Published in final edited form as: Cell Rep. 2020 May 12;31(6):107624. doi: 10.1016/j.celrep.2020.107624

Figure 5. Immune Response Profiles Robustly Distinguish Resistant Animals in the Co-administration Group.

Figure 5.

(A) Histogram of challenge outcomes for all RMs with sensitive and resistant animals defined as those infected (purple box) or not infected (green box) prior to the 10th challenge.

(B–F) Models of infection resistance learned from immunogenicity data post-third immunization for the co-administration group. A classifier was trained to use immunogenicity data to distinguish between animals based on challenge resistance.

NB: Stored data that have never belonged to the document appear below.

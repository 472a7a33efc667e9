use std::time::Duration;

use anyhow::{bail, Context, Result};
use reqwest::blocking::multipart::{Form as MultipartForm, Part as MultipartPart};
use reqwest::blocking::Client as HttpClient;
use serde_json::Value;

use super::{AudioClip, Transcriber};
use crate::http::response_json_or_error;

/// Posts recorded audio to a speech-to-text relay as a multipart `audio`
/// part and reads `{"text": ...}` back.
pub struct RelayTranscriber {
    url: String,
    timeout: Duration,
    http: HttpClient,
}

impl RelayTranscriber {
    pub fn new(url: impl Into<String>, timeout_s: f64) -> Self {
        Self {
            url: url.into().trim().to_string(),
            timeout: Duration::from_secs_f64(timeout_s.clamp(5.0, 300.0)),
            http: HttpClient::new(),
        }
    }

    pub fn url(&self) -> &str {
        &self.url
    }
}

impl Transcriber for RelayTranscriber {
    fn transcribe(&self, clip: &AudioClip) -> Result<String> {
        if self.url.is_empty() {
            bail!("no transcription relay configured (set RETOUCH_TRANSCRIBE_URL)");
        }
        let file_name = format!("speech.{}", audio_extension(&clip.mime_type));
        let part = MultipartPart::bytes(clip.bytes.clone())
            .file_name(file_name)
            .mime_str(&clip.mime_type)
            .with_context(|| format!("invalid audio mime '{}'", clip.mime_type))?;
        let form = MultipartForm::new().part("audio", part);
        let response = self
            .http
            .post(&self.url)
            .timeout(self.timeout)
            .multipart(form)
            .send()
            .with_context(|| format!("transcription request failed ({})", self.url))?;
        let payload = response_json_or_error("Transcription", response)?;
        transcript_from_payload(&payload)
    }
}

fn transcript_from_payload(payload: &Value) -> Result<String> {
    if let Some(message) = payload.get("error").and_then(Value::as_str) {
        bail!("transcription relay error: {message}");
    }
    match payload.get("text") {
        Some(Value::String(text)) => Ok(text.clone()),
        Some(Value::Null) | None => bail!("transcription response has no text field"),
        Some(other) => bail!("transcription text is not a string: {other}"),
    }
}

fn audio_extension(mime: &str) -> &'static str {
    let lowered = mime.to_ascii_lowercase();
    if lowered.contains("wav") {
        "wav"
    } else if lowered.contains("ogg") {
        "ogg"
    } else if lowered.contains("mpeg") || lowered.contains("mp3") {
        "mp3"
    } else if lowered.contains("mp4") || lowered.contains("m4a") {
        "m4a"
    } else {
        "webm"
    }
}

#[cfg(test)]
mod tests {
    use serde_json::json;

    use super::{audio_extension, transcript_from_payload, RelayTranscriber};
    use crate::voice::{AudioClip, Transcriber};

    #[test]
    fn transcript_is_read_from_text() -> anyhow::Result<()> {
        assert_eq!(
            transcript_from_payload(&json!({"text": "make it warmer"}))?,
            "make it warmer"
        );
        assert_eq!(transcript_from_payload(&json!({"text": ""}))?, "");
        Ok(())
    }

    #[test]
    fn relay_errors_surface() {
        let err = transcript_from_payload(&json!({"error": "audio too short"}))
            .expect_err("error body");
        assert!(err.to_string().contains("audio too short"));
        assert!(transcript_from_payload(&json!({"words": []})).is_err());
    }

    #[test]
    fn unconfigured_relay_fails_without_a_request() {
        let relay = RelayTranscriber::new("  ", 30.0);
        let clip = AudioClip {
            bytes: vec![1, 2],
            mime_type: "audio/webm".to_string(),
        };
        assert!(relay.transcribe(&clip).is_err());
    }

    #[test]
    fn extensions_follow_mime() {
        assert_eq!(audio_extension("audio/webm;codecs=opus"), "webm");
        assert_eq!(audio_extension("audio/wav"), "wav");
        assert_eq!(audio_extension("audio/mpeg"), "mp3");
    }
}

(B) Balanced accuracy of models learned on training data when applied to test data. Models learned from actual data (left) perform substantially better (Cliff’s delta, 0.84) than those learned from permuted data (right). Robust performance and good overall average accuracy (83%) in the setting of repeated cross validation was achieved.

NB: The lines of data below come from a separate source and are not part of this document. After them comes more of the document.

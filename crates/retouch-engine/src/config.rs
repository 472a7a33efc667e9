use std::env;
use std::path::PathBuf;
use std::time::Duration;

use retouch_contracts::events::EventWriter;
use retouch_contracts::session::DEFAULT_CREDITS;
use serde_json::{Map, Value};

use crate::gateway::{default_provider_registry, EditGateway};
use crate::voice::ERROR_DISPLAY_DELAY;

pub const DEFAULT_STATE_DIR: &str = ".retouch";
pub const STORE_FILE_NAME: &str = "session.json";
pub const EVENTS_FILE_NAME: &str = "events.jsonl";

/// Runtime settings, read from the environment and then overridden by the
/// caller (CLI flags).
#[derive(Debug, Clone, PartialEq)]
pub struct EngineConfig {
    pub state_dir: PathBuf,
    pub events_path: Option<PathBuf>,
    pub image_model: Option<String>,
    pub text_model: Option<String>,
    pub starting_credits: u32,
    pub transcribe_url: Option<String>,
    pub request_timeout_s: Option<f64>,
    pub gemini_api_key: Option<String>,
    pub gemini_api_base: Option<String>,
    pub error_display_delay: Duration,
}

impl Default for EngineConfig {
    fn default() -> Self {
        Self {
            state_dir: PathBuf::from(DEFAULT_STATE_DIR),
            events_path: None,
            image_model: None,
            text_model: None,
            starting_credits: DEFAULT_CREDITS,
            transcribe_url: None,
            request_timeout_s: None,
            gemini_api_key: None,
            gemini_api_base: None,
            error_display_delay: ERROR_DISPLAY_DELAY,
        }
    }
}

impl EngineConfig {
    pub fn from_env() -> Self {
        Self::from_lookup(non_empty_env)
    }

    /// Builds the config from any key lookup; `from_env` passes the process
    /// environment.
    pub fn from_lookup(lookup: impl Fn(&str) -> Option<String>) -> Self {
        let defaults = Self::default();
        Self {
            state_dir: lookup("RETOUCH_STATE_DIR")
                .map(PathBuf::from)
                .unwrap_or(defaults.state_dir),
            starting_credits: lookup("RETOUCH_CREDITS")
                .and_then(|value| value.parse::<u32>().ok())
                .unwrap_or(defaults.starting_credits),
            transcribe_url: lookup("RETOUCH_TRANSCRIBE_URL"),
            request_timeout_s: lookup("RETOUCH_REQUEST_TIMEOUT")
                .and_then(|value| value.parse::<f64>().ok())
                .filter(|value| value.is_finite() && *value > 0.0),
            gemini_api_key: lookup("GEMINI_API_KEY").or_else(|| lookup("GOOGLE_API_KEY")),
            gemini_api_base: lookup("GEMINI_API_BASE"),
            ..defaults
        }
    }

    pub fn store_path(&self) -> PathBuf {
        self.state_dir.join(STORE_FILE_NAME)
    }

    pub fn events_path(&self) -> PathBuf {
        self.events_path
            .clone()
            .unwrap_or_else(|| self.state_dir.join(EVENTS_FILE_NAME))
    }

    /// Options forwarded to every provider request.
    pub fn provider_options(&self) -> Map<String, Value> {
        let mut options = Map::new();
        if let Some(timeout) = self.request_timeout_s {
            options.insert("request_timeout".to_string(), Value::from(timeout));
        }
        options
    }

    pub fn gateway(&self, events: EventWriter) -> EditGateway {
        EditGateway::new(
            default_provider_registry(self.gemini_api_base.clone(), self.gemini_api_key.clone()),
            self.image_model.clone(),
            self.text_model.clone(),
            events,
        )
        .with_options(self.provider_options())
    }
}

pub(crate) fn non_empty_env(key: &str) -> Option<String> {
    env::var(key)
        .ok()
        .map(|value| value.trim().to_string())
        .filter(|value| !value.is_empty())
}

#[cfg(test)]
mod tests {
    use std::collections::HashMap;
    use std::path::PathBuf;

    use serde_json::Value;

    use super::EngineConfig;

    fn lookup(pairs: &[(&str, &str)]) -> impl Fn(&str) -> Option<String> {
        let map: HashMap<String, String> = pairs
            .iter()
            .map(|(key, value)| (key.to_string(), value.to_string()))
            .collect();
        move |key| map.get(key).cloned()
    }

    #[test]
    fn defaults_apply_without_environment() {
        let config = EngineConfig::from_lookup(lookup(&[]));
        assert_eq!(config, EngineConfig::default());
        assert_eq!(config.starting_credits, 20);
        assert_eq!(config.store_path(), PathBuf::from(".retouch/session.json"));
        assert_eq!(config.events_path(), PathBuf::from(".retouch/events.jsonl"));
        assert!(config.provider_options().is_empty());
    }

    #[test]
    fn environment_overrides() {
        let config = EngineConfig::from_lookup(lookup(&[
            ("RETOUCH_STATE_DIR", "/tmp/rt"),
            ("RETOUCH_CREDITS", "5"),
            ("RETOUCH_REQUEST_TIMEOUT", "45"),
            ("GOOGLE_API_KEY", "g-key"),
            ("RETOUCH_TRANSCRIBE_URL", "http://localhost:9000/stt"),
        ]));
        assert_eq!(config.state_dir, PathBuf::from("/tmp/rt"));
        assert_eq!(config.starting_credits, 5);
        assert_eq!(config.gemini_api_key.as_deref(), Some("g-key"));
        assert_eq!(
            config.provider_options().get("request_timeout"),
            Some(&Value::from(45.0))
        );
        assert_eq!(
            config.transcribe_url.as_deref(),
            Some("http://localhost:9000/stt")
        );
    }

    #[test]
    fn bad_numbers_fall_back() {
        let config = EngineConfig::from_lookup(lookup(&[
            ("RETOUCH_CREDITS", "lots"),
            ("RETOUCH_REQUEST_TIMEOUT", "-3"),
        ]));
        assert_eq!(config.starting_credits, 20);
        assert_eq!(config.request_timeout_s, None);
    }
}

(C) Confusion matrix depicting the proportion of animals in each study arm predicted correctly/incorrectly.

(D) Model confidence defined by probability of belonging to the assigned class.

(E and F) A final model was trained on the complete data and simplified to a sparse, two-feature model.

(E) Coefficients of features in the simplified final model.

(F) PC biplot of features contributing to the simplified final model with accuracy reported in inset. Resistant RMs are indicated in green; susceptible RMs are indicated in purple.